Итак, мы приступаем к вопросу об оптимуме «первоначального социалистического накопления» т. е. к вопросу о том, какая хозяйственно наилучшая (оптимальная) цифра должна выражать то количество прибавочного продукта, которое может госхозяйство получить с крестьянского хозяйства в фонд промышленного накопления или в фонд накопления государственного сектора хозяйства. Как мы видели, тов. Преображенский настоятельно требует при этом абстрагирования от «препятствий», идущих со стороны «частного хозяйства». Мы видели также, что главным таким препятствием является слабая емкость внутреннего рынка. Итак, чтобы в «чистом виде» вывести «оптимум» первоначального накопления, нужно, по Преображенскому, абстрагировать от емкости внутреннего рынка.

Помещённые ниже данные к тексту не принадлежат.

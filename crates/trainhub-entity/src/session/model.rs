//! Training session entity model.

use chrono::{DateTime, Utc};
use serde::{Deserialize, Serialize};
use sqlx::FromRow;
use uuid::Uuid;

use crate::audit::AuditAction;

use super::kind::SessionKind;
use super::status::SessionStatus;

/// A scheduled training session subject to validation.
///
/// `status` is the single source of truth for the workflow position. The
/// gate stamps record who passed each gate and when; they are written once
/// and never cleared.
#[derive(Debug, Clone, Serialize, Deserialize, FromRow)]
pub struct Session {
    /// Unique session identifier.
    pub id: Uuid,
    /// Descriptive title.
    pub title: String,
    /// Session kind; decides whether the HSE gate exists.
    pub kind: SessionKind,
    /// Current workflow position.
    pub status: SessionStatus,
    /// Scheduled start.
    pub start_time: DateTime<Utc>,
    /// Scheduled end, strictly after `start_time`.
    pub end_time: DateTime<Utc>,
    /// Where the session takes place.
    pub location: Option<String>,
    /// Maximum number of attendees.
    pub capacity: Option<i32>,
    /// Assigned trainer.
    pub trainer_id: Option<Uuid>,
    /// HR-class user who created the session.
    pub created_by: Uuid,

    // -- Gate stamps --
    /// When the HR gate passed.
    pub validated_hr_at: Option<DateTime<Utc>>,
    /// Who passed the HR gate.
    pub validated_hr_by: Option<Uuid>,
    /// When the HSE gate passed.
    pub validated_hse_at: Option<DateTime<Utc>>,
    /// Who passed the HSE gate.
    pub validated_hse_by: Option<Uuid>,

    // -- Cancellation --
    /// When the session was rejected.
    pub cancelled_at: Option<DateTime<Utc>>,
    /// Who rejected the session.
    pub cancelled_by: Option<Uuid>,
    /// Free-text reason given on rejection.
    pub cancellation_reason: Option<String>,

    /// Optimistic concurrency token, incremented by every write.
    pub version: i64,
    /// When the row was created.
    pub created_at: DateTime<Utc>,
    /// When the row was last written.
    pub updated_at: DateTime<Utc>,
}

impl Session {
    /// Check whether the session has passed every gate its kind requires.
    pub fn is_fully_validated(&self) -> bool {
        self.status.is_fully_validated()
    }

    /// Check whether the session waits for a validation gate.
    pub fn is_pending_validation(&self) -> bool {
        self.status.is_pending_validation()
    }

    /// Scheduled duration in minutes.
    pub fn duration_minutes(&self) -> i64 {
        (self.end_time - self.start_time).num_minutes()
    }

    /// Apply a planned change in place and bump the version.
    ///
    /// Used by in-memory stores; the Postgres store performs the same
    /// update in SQL.
    pub fn apply(&mut self, change: &SessionChange) {
        self.status = change.to;
        if let Some(stamp) = change.validated_hr {
            self.validated_hr_at = Some(stamp.at);
            self.validated_hr_by = Some(stamp.by);
        }
        if let Some(stamp) = change.validated_hse {
            self.validated_hse_at = Some(stamp.at);
            self.validated_hse_by = Some(stamp.by);
        }
        if let Some(cancellation) = &change.cancellation {
            self.cancelled_at = Some(cancellation.at);
            self.cancelled_by = cancellation.by;
            self.cancellation_reason = cancellation.reason.clone();
        }
        self.version += 1;
        self.updated_at = change.at;
    }
}

/// Data required to create a new session.
#[derive(Debug, Clone, Serialize, Deserialize)]
pub struct CreateSession {
    /// Descriptive title.
    pub title: String,
    /// Session kind.
    pub kind: SessionKind,
    /// Scheduled start.
    pub start_time: DateTime<Utc>,
    /// Scheduled end.
    pub end_time: DateTime<Utc>,
    /// Location.
    pub location: Option<String>,
    /// Capacity.
    pub capacity: Option<i32>,
    /// Trainer.
    pub trainer_id: Option<Uuid>,
    /// Creating user.
    pub created_by: Uuid,
}

impl CreateSession {
    /// Build the row a store persists for this request: `planned`, version 1.
    pub fn into_session(self, id: Uuid, now: DateTime<Utc>) -> Session {
        Session {
            id,
            title: self.title,
            kind: self.kind,
            status: SessionStatus::Planned,
            start_time: self.start_time,
            end_time: self.end_time,
            location: self.location,
            capacity: self.capacity,
            trainer_id: self.trainer_id,
            created_by: self.created_by,
            validated_hr_at: None,
            validated_hr_by: None,
            validated_hse_at: None,
            validated_hse_by: None,
            cancelled_at: None,
            cancelled_by: None,
            cancellation_reason: None,
            version: 1,
            created_at: now,
            updated_at: now,
        }
    }
}

/// Who passed a gate and when.
#[derive(Debug, Clone, Copy, PartialEq, Eq, Serialize, Deserialize)]
pub struct GateStamp {
    /// When the gate passed.
    pub at: DateTime<Utc>,
    /// The validating user.
    pub by: Uuid,
}

/// Rejection details.
#[derive(Debug, Clone, PartialEq, Eq, Serialize, Deserialize)]
pub struct Cancellation {
    /// When the session was rejected.
    pub at: DateTime<Utc>,
    /// The rejecting user.
    pub by: Option<Uuid>,
    /// Optional free-text reason.
    pub reason: Option<String>,
}

/// A single planned write to a session row.
///
/// Produced by the transition functions and applied by a store with one
/// conditional update. Stamps that are `None` leave the stored columns
/// untouched.
#[derive(Debug, Clone, PartialEq, Eq, Serialize, Deserialize)]
pub struct SessionChange {
    /// Status the session is expected to be in.
    pub from: SessionStatus,
    /// Status after the write.
    pub to: SessionStatus,
    /// Audit action recorded for this change.
    pub action: AuditAction,
    /// HR gate stamp to set.
    pub validated_hr: Option<GateStamp>,
    /// HSE gate stamp to set.
    pub validated_hse: Option<GateStamp>,
    /// Cancellation to record.
    pub cancellation: Option<Cancellation>,
    /// Time of the change, stored as `updated_at`.
    pub at: DateTime<Utc>,
}

impl SessionChange {
    /// A bare status move with no stamps.
    pub fn status_only(
        from: SessionStatus,
        to: SessionStatus,
        action: AuditAction,
        at: DateTime<Utc>,
    ) -> Self {
        Self {
            from,
            to,
            action,
            validated_hr: None,
            validated_hse: None,
            cancellation: None,
            at,
        }
    }

    /// Structured details for the audit trail.
    pub fn audit_details(&self) -> serde_json::Value {
        let mut details = serde_json::json!({
            "from": self.from,
            "to": self.to,
        });
        if let Some(reason) = self.cancellation.as_ref().and_then(|c| c.reason.as_ref()) {
            details["reason"] = serde_json::Value::String(reason.clone());
        }
        details
    }
}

Ну, а теперь попробуйте вывести этот оптимум! Посмотрели бы мы на такого «оптимальных дел мастера», который смог бы вывести «оптимум», не считаясь с условиями, этот «оптимум» определяющими! Не ясно ли даже ребенку, что эта задача неразрешимая, а само понятие «оптимума» в интерпретации тов. Преображенского прямо бессмысленно! Думаем, что ясно.
Нетрудно видеть, где корень ошибки. Закон соотношения предполагает оба члена этого соотношения. Вынимая один (крестьянское хозяйство),вы тем самым уничтожаете все. Вот вам и «теоретический» «анализ»!
4. «Закон первоначального социалистического накопления» и распределение производительных сил. Во второй главе нашей работы мы видели, что «закон первоначального социалистического накопления» заменяет собой закон ценности и является законом, так сказать, заведующим распределением производительных сил в стране. С другой стороны, мы видим также, что основная наша ошибка, по Преображенскому, состоит в том, что мы не считаем возможным, абстрагироваться от таких «препятствий» каким является, в первую очередь, емкость крестьянского рынка. Рассмотрим и с этих точек зрения «закон» тов. Преображенского («в чистом виде»!).
Если не стоять на позиции Туган-Барановского[27], то ясно, что здесь нельзя отвлекаться от потребления, т. е. от спроса. Спрос же у нас в значительной мере есть крестьянский спрос. С другой стороны, у нас социальное деление производственных сфер совпадает в главном с основным их производственным делением (пролетарская индустрия и крестьянское сельское хозяйство). Тот факт, что хлеб растет на полях, а не на городских мостовых, был известен даже воспитанницам благородных институтов старого доброго времени.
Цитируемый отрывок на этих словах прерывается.